Incipit (et peut-être un petit peu plus si entente)
Montréal-Nord n'est vraiment pas l'arrondissement le plus excitant de la ville de Montréal. Je le sais, j'y ai vécu les dix-huit premières années de ma vie avant de décamper. Tante Henriette a fini par me mettre à la porte de son appartement de la rue des Chrysanthèmes parce que j'étais soi-disant ingérable. Peut-être bien que les gangs de rue ont ajouté de la couleur aux environs, mais à cette époque, à la fin des années 70, c'était le calme plat, plus que plat.
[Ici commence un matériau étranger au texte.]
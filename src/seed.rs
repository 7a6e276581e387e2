//! Demo gym for the memory store: four services and three trainers with
//! their weekly hours.

use bigdecimal::BigDecimal;
use chrono::NaiveTime;

use crate::models::DayOfWeek;
use crate::repository::{MemoryScheduleRepository, RepositoryError, RepositoryResult};

fn hour(h: u32) -> RepositoryResult<NaiveTime> {
    NaiveTime::from_hms_opt(h, 0, 0)
        .ok_or_else(|| RepositoryError::Validation(format!("invalid hour {}", h)))
}

pub fn demo_data(repo: &MemoryScheduleRepository) -> RepositoryResult<()> {
    repo.add_service("Yoga", 60, BigDecimal::from(200))?;
    repo.add_service("Pilates", 60, BigDecimal::from(250))?;
    repo.add_service("Fitness", 90, BigDecimal::from(300))?;
    repo.add_service("Kişisel Antrenman", 60, BigDecimal::from(400))?;

    let ahmet = repo.add_trainer(
        "Ahmet Yılmaz",
        "ahmet@gym.com",
        Some("555-0001"),
        BigDecimal::from(300),
    )?;
    repo.add_specialty(ahmet, "Kilo Verme")?;
    repo.add_specialty(ahmet, "Kas Yapma")?;
    for day in [DayOfWeek::Monday, DayOfWeek::Wednesday, DayOfWeek::Friday] {
        repo.add_window(ahmet, day, hour(9)?, hour(17)?)?;
    }

    let ayse = repo.add_trainer(
        "Ayşe Kara",
        "ayse@gym.com",
        Some("555-0002"),
        BigDecimal::from(250),
    )?;
    repo.add_specialty(ayse, "Yoga")?;
    repo.add_specialty(ayse, "Pilates")?;
    for day in [DayOfWeek::Tuesday, DayOfWeek::Thursday] {
        repo.add_window(ayse, day, hour(10)?, hour(18)?)?;
    }

    let mehmet = repo.add_trainer(
        "Mehmet Demir",
        "mehmet@gym.com",
        Some("555-0003"),
        BigDecimal::from(350),
    )?;
    repo.add_specialty(mehmet, "Kilo Verme")?;
    repo.add_specialty(mehmet, "Vücut Geliştirme")?;
    for day in DayOfWeek::ALL {
        repo.add_window(mehmet, day, hour(8)?, hour(16)?)?;
    }

    Ok(())
}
Nous pouvions jouer dans la rue sans risquer de nous faire frapper par une voiture tant il en passait rarement sur Balzac, et escalader l'hiver les montagnes de neige qui dentelaient le bord des trottoirs.


4e de couv, résumé de l'éditeur ou trouvé ailleurs (pas de moi, donc)
Voici des histoires comiques et venimeuses où se succèdent les mères égoïstes et les pères absents, les minets et les marmots, et, surtout, les pécheresses tristes et les femmes vampires qui séduisent les hommes pour les réduire en poupées de chiffon. Car les héroïnes de Suzanne Myre sont puissantes. Ce sont des battantes qui n’hésitent pas à mettre le monde à feu et à sang pour se faire justice. Pourtant, aucune d’elles n’est un démon. Elles sont même gentilles, au fond. Mais elles ne veulent plus qu’on les blesse. Il y a, au cœur de ces récits, une profondeur bouleversante. Une complexité, une introspection, une tendresse qui désemparent et qui persistent longuement après la lecture. Dans L’ALLUMEUSE, l’écriture de Suzanne Myre se fait touchante comme jamais.

Par ailleurs, l’auteure nous y fait visiter le quartier de son enfance : Montréal-Nord, un lieu bigarré auquel la littérature ne s’intéresse jamais. La paroisse Saint-Vincent-Marie-Strambi, la polyvalente Calixa-Lavallée, le boulevard Industriel deviennent le théâtre de cent douleurs et rires grinçants. C’est là un livre fabuleux où les personnages rêvent indifféremment d’assassinats et de hamburgers chez Dic Ann’s. Bref, en douze histoires et un préavis de décès, L’ALLUMEUSE célèbre les têtes brûlées qui mettent le feu aux poudres.